Gabriella Boros has shown her prints, paintings and multimedia works nationally and internationally. Currently focusing on woodblock prints, Gabriella also paints, draws and sculpts. She has a BFA from the University of Michigan School of Art. Gabriella has consistently shown her work in public forums since 1983. She is the recipient of two artist residencies and a State of Illinois Arts Council Grant (2018). Most recently, her 2020-21 artist residency at the Bernheim Arboretum in Kentucky resulted in ten banners installed permanently in the park. The Filson Historical Museum of Louisville purchased all ten prints for their collection. In 2020, her Judaic works showed at Rissman Gallery in Highland Park, Illinois. She also showed in Print Biennale of Douro Portugal, Highpoint Center for Printmaking and Koehnline Museum. In 2019, she had solo shows in Stockholm and at Northwestern University. In 2018, Gabriella was chosen for a residency at Grand Marais Artist Colony in Minnesota as well as organizing a group show in the Charach Gallery of West Bloomfield Michigan of Jewish Artist Collective: Chicago, a group she helped found. In 2017, Gabriella was included in the Jerusalem Biennale with the Jewish Art Salon show, Watershed.
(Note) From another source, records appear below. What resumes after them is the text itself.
/// Balance of Miner Actor should be greater than or equal to
/// the sum of PreCommitDeposits and InitialPledge.
#[derive(Serialize_tuple, Deserialize_tuple, Clone, Debug, PartialEq, Eq)]
pub struct State {
    /// Contains static info about this miner
    pub info: Cid,

    /// Total funds locked as pre_commit_deposit
    pub pre_commit_deposits: TokenAmount,

    /// Sum of initial pledge requirements of all active sectors
    pub initial_pledge: TokenAmount,

    /// Absolute value of debt this miner owes from unpaid fees
    pub fee_debt: TokenAmount,

    /// Sectors that have been pre-committed but not yet proven.
    pub pre_committed_sectors: Cid, // AMT[SectorNumber]SectorPreCommitOnChainInfo

    /// PreCommittedSectorsCleanUp maintains the state required to cleanup expired PreCommittedSectors.
    pub pre_committed_sectors_cleanup: Cid, // BitFieldQueue (AMT[Epoch]*BitField)

    /// Allocated sector IDs. Sector IDs can never be reused once allocated.
    pub allocated_sectors: Cid, // BitField

    /// Information for all proven and not-yet-garbage-collected sectors.
    ///
    /// Sectors are removed from this AMT when the partition to which the
    /// sector belongs is compacted.
    pub sectors: Cid, // AMT[SectorNumber]SectorOnChainInfo (sparse)

    /// The first epoch in this miner's current proving period. This is the first epoch in which a PoSt for a
    /// partition at the miner's first deadline may arrive. Alternatively, it is after the last epoch at which
    /// a PoSt for the previous window is valid.
    /// Always greater than zero, this may be greater than the current epoch for genesis miners in the first
    /// WPoStProvingPeriod epochs of the chain; the epochs before the first proving period starts are exempt from Window
    /// PoSt requirements.
    /// Updated at the end of every period by a cron callback.
    pub proving_period_start: ChainEpoch,

    /// Index of the deadline within the proving period beginning at ProvingPeriodStart that has not yet been
    /// finalized.
    /// Updated at the end of each deadline window by a cron callback.
    pub current_deadline: u64,

    /// The sector numbers due for PoSt at each deadline in the current proving period, frozen at period start.
    /// New sectors are added and expired ones removed at proving period boundary.
    /// Faults are not subtracted from this in state, but on the fly.
    pub deadlines: Cid,

    /// True when miner cron is active, false otherwise
    pub deadline_cron_active: bool,
}

/// Changes to a miner's power and pledge caused by the close of one deadline.
#[derive(Debug, Default)]
pub struct AdvanceDeadlineResult {
    pub pledge_delta: TokenAmount,
    pub power_delta: PowerPair,
    /// Power that was faulty before this advance (including recovering)
    pub previously_faulty_power: PowerPair,
    /// Power of new faults and failed recoveries
    pub detected_faulty_power: PowerPair,
    /// Total faulty power after detecting faults (before expiring sectors)
    /// Note that failed recovery power is included in both PreviouslyFaultyPower and
    /// DetectedFaultyPower, so TotalFaultyPower is not simply their sum.
    pub total_faulty_power: PowerPair,
    /// Sectors terminated because they stayed faulty for too long, liable for a termination fee.
    pub early_terminated: Vec<SectorOnChainInfo>,
}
About Rebeccah and Cyclamen

Imahot: Rage of the Matriarchs Rebeccah: Cyclamen 2021 14” x 20”The matriarchs of the Bible had contemporary rage. They suffered from infertility, jealousy, isolation and were unappreciated. They were traded, humiliated and ignored. As seen through a modern lens, we can relate to them as examples of fortitude. Even in the Shmita year, these women continued to feed the family, keep the boys from fighting, help with the livestock and gather whatever was to be had in the fallow land. Although Shmita was viewed as a holistic healing for the land, the women were not excused from working. While the land was to get tranquility and by context humans were supposed to feel a divine rest and communion with that break, women of the Torah had no such holiday.Standing in for the sky, is an embroidery patterns common in the region, for when she is resting, she is sewing. Each matriarch also gets a flower from Israel to mitigate her rage, which represents her inner soul, colorful and still blooming with beauty. In this panel from a series of six, I conjure Rebeccah in the year of shmita, her silent husband, Isaac is sitting around the house even more than usual. The twins are up to more shenanigans since they have less responsibility in the fields. She is separating the fighting twins, slapping Esau and caressing Jacob’ head. She has plenty of work preparing meals from a limited garden and tending to the livestock, she bitterly notes her husband sitting in deep religious contemplation and her rage is blossoming. The cyclamen’s nodding head is giving consent to Rebeccah’s anger.Although the earth should belong to each Jew equally every seven years, in the practical sense, the women got no Shmita. The burden of their labor remained unchanged.